Task item: Write out, word for word, the first line of the data below and every line after it through the one containing "files lack it;".

Raw data:

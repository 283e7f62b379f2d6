//! Persisted data products: saving a canvas and loading it back.
//!
//! Files written by this engine record a stable node id per entity
//! (`nodeIds`), so attribute state reloads verbatim. Older files lack it;
//! their state is migrated with [`crate::reconcile::reconcile`].

use std::collections::{BTreeMap, BTreeSet};

use serde::{Deserialize, Serialize};
use tracing::{debug, info};

use crate::attributes::AttributeConfiguration;
use crate::canvas::{CanvasGraph, FieldEndpoint, Position};
use crate::defaults::PRODUCT_FORMAT_VERSION;
use crate::error::{ProductError, ProductResult};
use crate::reconcile::{reconcile, EntitySignature, NodeAssignment, NodeIdAllocator};
use crate::types::{ConnectionType, EntityDef};

#[derive(Debug, Clone, PartialEq, Eq, Serialize, Deserialize)]
pub struct RelationshipEnd {
    pub entity: String,
    pub field: String,
}

#[derive(Debug, Clone, PartialEq, Eq, Serialize, Deserialize)]
pub struct Relationship {
    pub from: RelationshipEnd,
    pub to: RelationshipEnd,
    #[serde(rename = "type")]
    pub connection_type: ConnectionType,
    #[serde(default, skip_serializing_if = "Option::is_none")]
    pub calculation: Option<String>,
}

#[derive(Debug, Clone, Default, PartialEq, Serialize, Deserialize)]
pub struct PersistedProductState {
    #[serde(default, skip_serializing_if = "Option::is_none")]
    pub version: Option<u32>,
    /// Entities on the canvas, loaded in key order.
    #[serde(default)]
    pub entities: BTreeMap<String, EntityDef>,
    #[serde(default)]
    pub relationships: Vec<Relationship>,
    #[serde(flatten)]
    pub attributes: AttributeConfiguration,
    /// Entity key → node id. Absent in files that predate stable ids.
    #[serde(rename = "nodeIds", default, skip_serializing_if = "Option::is_none")]
    pub node_ids: Option<BTreeMap<String, String>>,
}

impl PersistedProductState {
    pub fn from_json(json: &str) -> ProductResult<Self> {
        let state: Self = serde_json::from_str(json).map_err(ProductError::Parse)?;
        match state.version {
            Some(found) if found > PRODUCT_FORMAT_VERSION => Err(ProductError::UnsupportedVersion {
                found,
                supported: PRODUCT_FORMAT_VERSION,
            }),
            _ => Ok(state),
        }
    }

    pub fn to_json_pretty(&self) -> ProductResult<String> {
        serde_json::to_string_pretty(self).map_err(ProductError::Serialize)
    }

    pub fn is_legacy(&self) -> bool {
        self.node_ids.is_none()
    }
}

#[derive(Debug, Clone, Default, PartialEq, Serialize)]
pub struct LoadReport {
    /// Whether state was re-anchored by field signature rather than by
    /// stored node ids.
    pub migrated: bool,
    pub assignments: Vec<NodeAssignment>,
    /// Saved node ids whose attribute state was discarded.
    #[serde(rename = "droppedState")]
    pub dropped_state: Vec<String>,
    /// Relationships naming an entity or field that is not on the canvas.
    #[serde(rename = "skippedRelationships")]
    pub skipped_relationships: usize,
}

#[derive(Debug, Clone, Serialize)]
pub struct LoadedProduct {
    pub canvas: CanvasGraph,
    pub attributes: AttributeConfiguration,
    pub report: LoadReport,
}

/// Rebuild a canvas and its attribute state from a persisted product.
pub fn load_product(state: &PersistedProductState) -> LoadedProduct {
    let (assignments, attributes, dropped_state, migrated) = match &state.node_ids {
        Some(ids) => {
            let (assignments, attributes, dropped) = assign_stable_ids(state, ids);
            (assignments, attributes, dropped, false)
        }
        None => {
            let signatures: Vec<EntitySignature> = state
                .entities
                .iter()
                .map(|(key, def)| EntitySignature::of(key, def))
                .collect();
            let result = reconcile(&state.attributes, &signatures);
            (result.assignments, result.configuration, result.dropped, true)
        }
    };

    let mut canvas = CanvasGraph::new();
    for (index, assignment) in assignments.iter().enumerate() {
        if let Some(def) = state.entities.get(&assignment.entity_key) {
            canvas.insert_node(
                assignment.node_id.clone(),
                &assignment.entity_key,
                def,
                Position::slot(index),
            );
        }
    }
    canvas.resync_node_ids();

    let mut skipped_relationships = 0;
    for rel in &state.relationships {
        match (endpoint(&canvas, &rel.from), endpoint(&canvas, &rel.to)) {
            (Some(source), Some(target)) => {
                canvas.connect(source, target, rel.connection_type, rel.calculation.clone());
            }
            _ => {
                debug!(
                    from = %format!("{}.{}", rel.from.entity, rel.from.field),
                    to = %format!("{}.{}", rel.to.entity, rel.to.field),
                    "skipping relationship with no canvas endpoint"
                );
                skipped_relationships += 1;
            }
        }
    }

    canvas.apply_attributes(&attributes);
    info!(
        entities = canvas.len(),
        connections = canvas.connections().len(),
        migrated,
        dropped = dropped_state.len(),
        "product loaded"
    );

    LoadedProduct {
        canvas,
        attributes,
        report: LoadReport {
            migrated,
            assignments,
            dropped_state,
            skipped_relationships,
        },
    }
}

/// Snapshot a canvas and its attribute state for persistence.
pub fn save_product(canvas: &CanvasGraph, attributes: &AttributeConfiguration) -> PersistedProductState {
    let table_of: BTreeMap<&str, &str> = canvas
        .nodes()
        .iter()
        .map(|n| (n.id.as_str(), n.table_name.as_str()))
        .collect();

    let relationships = canvas
        .connections()
        .iter()
        .filter_map(|c| {
            Some(Relationship {
                from: RelationshipEnd {
                    entity: table_of.get(c.source.node_id.as_str())?.to_string(),
                    field: c.source.field_name.clone(),
                },
                to: RelationshipEnd {
                    entity: table_of.get(c.target.node_id.as_str())?.to_string(),
                    field: c.target.field_name.clone(),
                },
                connection_type: c.connection_type,
                calculation: c.calculation.clone(),
            })
        })
        .collect();

    let live: BTreeSet<&str> = table_of.keys().copied().collect();

    PersistedProductState {
        version: Some(PRODUCT_FORMAT_VERSION),
        entities: canvas.definitions().clone(),
        relationships,
        attributes: attributes.retain_nodes(&live),
        node_ids: Some(
            canvas
                .nodes()
                .iter()
                .map(|n| (n.table_name.clone(), n.id.clone()))
                .collect(),
        ),
    }
}

/// Use stored ids; entities missing from the map, or whose stored id is
/// already taken, get fresh ids after the highest stored one.
fn assign_stable_ids(
    state: &PersistedProductState,
    ids: &BTreeMap<String, String>,
) -> (Vec<NodeAssignment>, AttributeConfiguration, Vec<String>) {
    let mut allocator = NodeIdAllocator::after(ids.values().map(String::as_str));
    let mut used: BTreeSet<String> = BTreeSet::new();
    let mut assignments = Vec::with_capacity(state.entities.len());

    for key in state.entities.keys() {
        let stored = ids.get(key).filter(|id| !used.contains(id.as_str()));
        let node_id = match stored {
            Some(id) => id.clone(),
            None => allocator.next_id(),
        };
        used.insert(node_id.clone());
        assignments.push(NodeAssignment {
            entity_key: key.clone(),
            inherited_from: stored.cloned(),
            node_id,
        });
    }

    let live: BTreeSet<&str> = assignments
        .iter()
        .filter(|a| a.inherited_from.is_some())
        .map(|a| a.node_id.as_str())
        .collect();
    let attributes = state.attributes.retain_nodes(&live);
    let dropped: Vec<String> = state
        .attributes
        .toggled_nodes()
        .into_iter()
        .chain(state.attributes.modes().keys().map(String::as_str))
        .filter(|id| !live.contains(id))
        .collect::<BTreeSet<&str>>()
        .into_iter()
        .map(str::to_string)
        .collect();

    (assignments, attributes, dropped)
}

fn endpoint(canvas: &CanvasGraph, end: &RelationshipEnd) -> Option<FieldEndpoint> {
    let node = canvas.node_for(&end.entity)?;
    if !node.has_field(&end.field) {
        return None;
    }
    Some(FieldEndpoint {
        node_id: node.id.clone(),
        field_name: end.field.clone(),
    })
}
impl CanvasGraph {
    pub fn new() -> Self {
        Self::default()
    }

    pub fn nodes(&self) -> &[CanvasNode] {
        &self.nodes
    }

    pub fn connections(&self) -> &[Connection] {
        &self.connections
    }

    pub fn len(&self) -> usize {
        self.nodes.len()
    }

    pub fn is_empty(&self) -> bool {
        self.nodes.is_empty()
    }

    pub fn node(&self, id: &str) -> Option<&CanvasNode> {
        self.nodes.iter().find(|n| n.id == id)
    }

    pub fn node_for(&self, entity_key: &str) -> Option<&CanvasNode> {
        self.nodes.iter().find(|n| n.table_name == entity_key)
    }

    /// Entity keys on the canvas, in insertion order.
    pub fn entity_keys(&self) -> Vec<String> {
        self.nodes.iter().map(|n| n.table_name.clone()).collect()
    }

    pub fn definition(&self, entity_key: &str) -> Option<&EntityDef> {
        self.definitions.get(entity_key)
    }

    pub(crate) fn definitions(&self) -> &BTreeMap<String, EntityDef> {
        &self.definitions
    }

    /// Add an entity without edges.
    pub fn add_entity(
        &mut self,
        entity_key: &str,
        entity: &EntityDef,
        position: Option<Position>,
    ) -> CanvasResult<String> {
        self.materialize(entity_key, entity, &DependencyMap::new(), position)
            .map(|m| m.node_id)
    }

    /// Add an entity together with every edge of `dependency_map` that can be
    /// wired now.
    ///
    /// A link is wired when one endpoint is the new entity and the other is
    /// the new entity or already on the canvas. All other links come back in
    /// [`Materialized::deferred`]. Nothing is modified on error.
    pub fn materialize(
        &mut self,
        entity_key: &str,
        entity: &EntityDef,
        dependency_map: &DependencyMap,
        position: Option<Position>,
    ) -> CanvasResult<Materialized> {
        if self.node_for(entity_key).is_some() {
            return Err(CanvasError::AlreadyOnCanvas(entity_key.to_string()));
        }

        let node_id = self.node_ids.peek();
        let mut pending: Vec<Connection> = Vec::new();
        let mut deferred: Vec<DependencyLink> = Vec::new();

        for link in dependency_map.values().flatten() {
            let wired = self.wire(link, entity_key, entity, &node_id);
            match wired {
                Some(conn) if !pending.iter().any(|p| p.same_wiring(&conn)) => pending.push(conn),
                Some(_) => {}
                None => deferred.push(link.clone()),
            }
        }

        // commit: node first, then its edges
        let node_id = self.node_ids.next_id();
        let position = position.unwrap_or_else(|| Position::slot(self.nodes.len()));
        self.insert_node(node_id.clone(), entity_key, entity, position);

        let mut connection_ids = Vec::with_capacity(pending.len());
        for mut conn in pending {
            conn.id = self.next_edge_id();
            connection_ids.push(conn.id.clone());
            self.connections.push(conn);
        }

        debug!(
            entity = entity_key,
            node = %node_id,
            edges = connection_ids.len(),
            deferred = deferred.len(),
            "entity materialized"
        );

        Ok(Materialized {
            node_id,
            connection_ids,
            deferred,
        })
    }

    pub fn materialize_suggestion(
        &mut self,
        suggestion: &Suggestion,
        catalog: &Catalog,
        position: Option<Position>,
    ) -> CanvasResult<Materialized> {
        let entity = catalog
            .get(&suggestion.entity_key)
            .ok_or_else(|| CanvasError::UnknownEntity(suggestion.entity_key.clone()))?;
        self.materialize(
            &suggestion.entity_key,
            entity,
            &suggestion.dependency_map,
            position,
        )
    }

    pub fn materialize_requirement(
        &mut self,
        requirement: &ReverseDependency,
        catalog: &Catalog,
        position: Option<Position>,
    ) -> CanvasResult<Materialized> {
        let entity = catalog
            .get(&requirement.entity_key)
            .ok_or_else(|| CanvasError::UnknownEntity(requirement.entity_key.clone()))?;
        self.materialize(
            &requirement.entity_key,
            entity,
            &requirement.dependency_map,
            position,
        )
    }

    /// Remove a node and every connection touching it.
    pub fn remove_node(&mut self, node_id: &str) -> CanvasResult<CanvasNode> {
        let index = self
            .nodes
            .iter()
            .position(|n| n.id == node_id)
            .ok_or_else(|| CanvasError::UnknownNode(node_id.to_string()))?;
        let node = self.nodes.remove(index);
        self.connections.retain(|c| !c.touches(node_id));
        self.definitions.remove(&node.table_name);
        Ok(node)
    }

    /// Set every field's displayed mode from `config`.
    pub fn apply_attributes(&mut self, config: &AttributeConfiguration) {
        for node in &mut self.nodes {
            for field in &mut node.fields {
                field.attribute_mode = config.effective_mode(&node.id, &field.name);
            }
        }
    }

    pub(crate) fn insert_node(
        &mut self,
        node_id: String,
        entity_key: &str,
        entity: &EntityDef,
        position: Position,
    ) {
        let fields = entity
            .fields
            .iter()
            .map(|(name, def)| CanvasField {
                name: name.clone(),
                is_pk: def.is_primary_key(),
                attribute_mode: AttributeMode::default(),
            })
            .collect();
        self.nodes.push(CanvasNode {
            id: node_id,
            table_name: entity_key.to_string(),
            table_type: EntityType::from_key(entity_key),
            fields,
            position,
        });
        self.definitions
            .insert(entity_key.to_string(), entity.clone());
    }

    /// Continue sequential ids after every node currently on the canvas.
    pub(crate) fn resync_node_ids(&mut self) {
        self.node_ids = NodeIdAllocator::after(self.nodes.iter().map(|n| n.id.as_str()));
    }

    /// Add a connection between existing nodes unless an identical one exists.
    pub(crate) fn connect(
        &mut self,
        source: FieldEndpoint,
        target: FieldEndpoint,
        connection_type: ConnectionType,
        calculation: Option<String>,
    ) -> Option<String> {
        let mut conn = Connection {
            id: String::new(),
            source,
            target,
            connection_type,
            calculation,
        };
        if self.connections.iter().any(|c| c.same_wiring(&conn)) {
            return None;
        }
        conn.id = self.next_edge_id();
        let id = conn.id.clone();
        self.connections.push(conn);
        Some(id)
    }

    fn next_edge_id(&mut self) -> String {
        let id = format!("{EDGE_ID_PREFIX}{}", self.next_edge);
        self.next_edge += 1;
        id
    }

    /// Resolve a link into a connection for a node about to be added, or
    /// `None` if it cannot be wired yet.
    fn wire(
        &self,
        link: &DependencyLink,
        new_key: &str,
        new_entity: &EntityDef,
        new_id: &str,
    ) -> Option<Connection> {
        let source = link.source()?;
        let target = link.target()?;
        if source.entity != new_key && target.entity != new_key {
            return None;
        }
        Some(Connection {
            id: String::new(),
            source: self.endpoint(&source, new_key, new_entity, new_id)?,
            target: self.endpoint(&target, new_key, new_entity, new_id)?,
            connection_type: link.connection_type,
            calculation: link.calculation.clone(),
        })
    }

    fn endpoint(
        &self,
        reference: &FieldRef,
        new_key: &str,
        new_entity: &EntityDef,
        new_id: &str,
    ) -> Option<FieldEndpoint> {
        let node_id = if reference.entity == new_key {
            if !new_entity.fields.contains_key(&reference.field) {
                return None;
            }
            new_id.to_string()
        } else {
            let node = self.node_for(&reference.entity)?;
            if !node.has_field(&reference.field) {
                return None;
            }
            node.id.clone()
        };
        Some(FieldEndpoint {
            node_id,
            field_name: reference.field.clone(),
        })
    }
}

Written response:
repository 283e7f62b379f2d6
//! Persisted data products: saving a canvas and loading it back.
//!
//! Files written by this engine record a stable node id per entity
//! (`nodeIds`), so attribute state reloads verbatim. Older files lack it;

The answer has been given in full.